__Stored items__.
──────────

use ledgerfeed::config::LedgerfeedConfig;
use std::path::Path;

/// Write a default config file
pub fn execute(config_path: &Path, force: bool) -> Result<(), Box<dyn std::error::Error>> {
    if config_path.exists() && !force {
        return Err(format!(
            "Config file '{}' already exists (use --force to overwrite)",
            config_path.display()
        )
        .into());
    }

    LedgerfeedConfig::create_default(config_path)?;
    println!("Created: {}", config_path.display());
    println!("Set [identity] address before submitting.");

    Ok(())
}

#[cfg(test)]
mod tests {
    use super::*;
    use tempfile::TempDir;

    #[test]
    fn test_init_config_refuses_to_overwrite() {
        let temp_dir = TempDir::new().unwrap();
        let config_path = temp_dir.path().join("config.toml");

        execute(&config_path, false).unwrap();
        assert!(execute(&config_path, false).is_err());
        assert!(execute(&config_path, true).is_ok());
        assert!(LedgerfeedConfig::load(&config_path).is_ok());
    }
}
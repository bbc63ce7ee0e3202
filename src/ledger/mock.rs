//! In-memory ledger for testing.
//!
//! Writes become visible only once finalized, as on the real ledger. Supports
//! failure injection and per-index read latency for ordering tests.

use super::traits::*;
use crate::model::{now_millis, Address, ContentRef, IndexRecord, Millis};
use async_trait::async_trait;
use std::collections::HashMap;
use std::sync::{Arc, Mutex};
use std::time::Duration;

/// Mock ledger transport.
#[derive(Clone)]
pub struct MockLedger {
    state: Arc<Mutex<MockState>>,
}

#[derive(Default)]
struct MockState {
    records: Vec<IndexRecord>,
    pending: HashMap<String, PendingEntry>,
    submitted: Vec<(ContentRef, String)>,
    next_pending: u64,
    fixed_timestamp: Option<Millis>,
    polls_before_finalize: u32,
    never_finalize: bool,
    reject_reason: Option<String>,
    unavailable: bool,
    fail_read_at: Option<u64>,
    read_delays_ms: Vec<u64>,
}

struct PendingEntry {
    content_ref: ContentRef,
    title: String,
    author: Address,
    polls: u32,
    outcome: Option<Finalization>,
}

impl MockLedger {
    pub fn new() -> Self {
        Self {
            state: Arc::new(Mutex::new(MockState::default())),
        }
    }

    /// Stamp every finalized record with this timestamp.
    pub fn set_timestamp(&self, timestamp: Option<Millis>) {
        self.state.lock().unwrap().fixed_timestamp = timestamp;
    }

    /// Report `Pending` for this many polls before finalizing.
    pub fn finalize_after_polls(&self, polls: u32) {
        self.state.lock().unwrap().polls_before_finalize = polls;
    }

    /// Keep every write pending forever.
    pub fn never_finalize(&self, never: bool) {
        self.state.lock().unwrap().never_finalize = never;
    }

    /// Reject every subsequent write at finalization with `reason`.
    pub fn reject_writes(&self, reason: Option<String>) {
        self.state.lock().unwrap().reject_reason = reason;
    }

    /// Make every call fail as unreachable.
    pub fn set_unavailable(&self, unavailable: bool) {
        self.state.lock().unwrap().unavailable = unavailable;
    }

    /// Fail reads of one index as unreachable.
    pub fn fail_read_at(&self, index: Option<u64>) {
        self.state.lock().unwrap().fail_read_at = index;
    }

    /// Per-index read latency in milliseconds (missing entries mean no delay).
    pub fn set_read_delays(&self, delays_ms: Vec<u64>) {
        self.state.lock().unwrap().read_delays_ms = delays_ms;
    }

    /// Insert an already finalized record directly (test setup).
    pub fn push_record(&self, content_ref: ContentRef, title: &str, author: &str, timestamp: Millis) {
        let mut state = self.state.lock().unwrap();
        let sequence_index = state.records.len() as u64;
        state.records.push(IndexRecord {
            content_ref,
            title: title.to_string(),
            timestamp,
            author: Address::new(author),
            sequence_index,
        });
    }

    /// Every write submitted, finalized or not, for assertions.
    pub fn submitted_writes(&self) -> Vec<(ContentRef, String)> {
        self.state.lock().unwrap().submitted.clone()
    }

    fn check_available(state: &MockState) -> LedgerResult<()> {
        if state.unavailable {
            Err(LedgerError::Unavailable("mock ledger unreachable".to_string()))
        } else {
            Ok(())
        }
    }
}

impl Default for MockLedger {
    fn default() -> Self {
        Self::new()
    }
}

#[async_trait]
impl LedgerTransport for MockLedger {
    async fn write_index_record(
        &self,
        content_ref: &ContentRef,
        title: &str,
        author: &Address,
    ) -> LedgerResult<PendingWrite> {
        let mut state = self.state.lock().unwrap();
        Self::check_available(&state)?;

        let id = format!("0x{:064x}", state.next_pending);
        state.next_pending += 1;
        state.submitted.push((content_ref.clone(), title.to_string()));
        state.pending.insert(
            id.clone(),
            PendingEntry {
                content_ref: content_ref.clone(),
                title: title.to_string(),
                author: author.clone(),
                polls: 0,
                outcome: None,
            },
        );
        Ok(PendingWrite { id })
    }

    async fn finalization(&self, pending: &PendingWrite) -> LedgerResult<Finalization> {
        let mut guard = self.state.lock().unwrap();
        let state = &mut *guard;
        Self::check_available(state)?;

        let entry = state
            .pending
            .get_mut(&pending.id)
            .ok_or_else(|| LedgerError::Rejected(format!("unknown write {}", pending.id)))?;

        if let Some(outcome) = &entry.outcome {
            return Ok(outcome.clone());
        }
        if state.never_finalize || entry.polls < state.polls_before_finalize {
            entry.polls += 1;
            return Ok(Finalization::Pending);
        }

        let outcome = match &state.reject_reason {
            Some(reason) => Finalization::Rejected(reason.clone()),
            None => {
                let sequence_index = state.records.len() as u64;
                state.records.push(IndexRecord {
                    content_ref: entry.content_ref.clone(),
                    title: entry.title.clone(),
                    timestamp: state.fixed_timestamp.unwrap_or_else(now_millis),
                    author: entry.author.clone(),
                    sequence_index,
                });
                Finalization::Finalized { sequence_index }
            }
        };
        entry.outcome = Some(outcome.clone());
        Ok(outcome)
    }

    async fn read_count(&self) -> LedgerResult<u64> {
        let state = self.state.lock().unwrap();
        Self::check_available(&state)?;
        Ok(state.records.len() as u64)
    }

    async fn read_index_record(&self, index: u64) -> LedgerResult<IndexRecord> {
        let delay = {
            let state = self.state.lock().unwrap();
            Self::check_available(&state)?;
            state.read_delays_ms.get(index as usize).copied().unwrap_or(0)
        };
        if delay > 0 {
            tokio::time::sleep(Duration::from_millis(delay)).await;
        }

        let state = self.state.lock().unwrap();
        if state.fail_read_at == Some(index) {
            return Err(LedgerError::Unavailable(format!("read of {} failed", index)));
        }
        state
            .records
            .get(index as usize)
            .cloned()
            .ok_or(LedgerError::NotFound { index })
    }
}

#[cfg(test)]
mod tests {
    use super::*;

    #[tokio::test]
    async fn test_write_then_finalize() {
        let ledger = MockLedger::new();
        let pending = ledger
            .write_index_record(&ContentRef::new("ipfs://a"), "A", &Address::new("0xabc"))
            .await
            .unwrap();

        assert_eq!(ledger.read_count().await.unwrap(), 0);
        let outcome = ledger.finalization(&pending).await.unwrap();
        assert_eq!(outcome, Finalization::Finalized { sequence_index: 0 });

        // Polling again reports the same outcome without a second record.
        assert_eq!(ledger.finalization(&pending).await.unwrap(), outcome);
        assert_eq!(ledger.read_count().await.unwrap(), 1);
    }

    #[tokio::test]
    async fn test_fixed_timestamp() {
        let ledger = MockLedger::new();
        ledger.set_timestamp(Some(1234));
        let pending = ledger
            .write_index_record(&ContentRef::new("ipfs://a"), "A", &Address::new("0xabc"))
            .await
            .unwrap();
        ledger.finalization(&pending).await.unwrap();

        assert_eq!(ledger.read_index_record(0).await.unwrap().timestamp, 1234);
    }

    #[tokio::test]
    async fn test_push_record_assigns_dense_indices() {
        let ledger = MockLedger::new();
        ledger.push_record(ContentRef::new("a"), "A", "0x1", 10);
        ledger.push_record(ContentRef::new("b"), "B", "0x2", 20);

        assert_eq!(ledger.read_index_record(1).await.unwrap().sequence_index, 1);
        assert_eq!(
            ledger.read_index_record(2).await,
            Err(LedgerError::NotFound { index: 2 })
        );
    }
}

──────────

__Task goal__.
The expected answer is each line of the records above that includes the string "false".

__Solution to this task__.
        execute(&config_path, false).unwrap();
        assert!(execute(&config_path, false).is_err());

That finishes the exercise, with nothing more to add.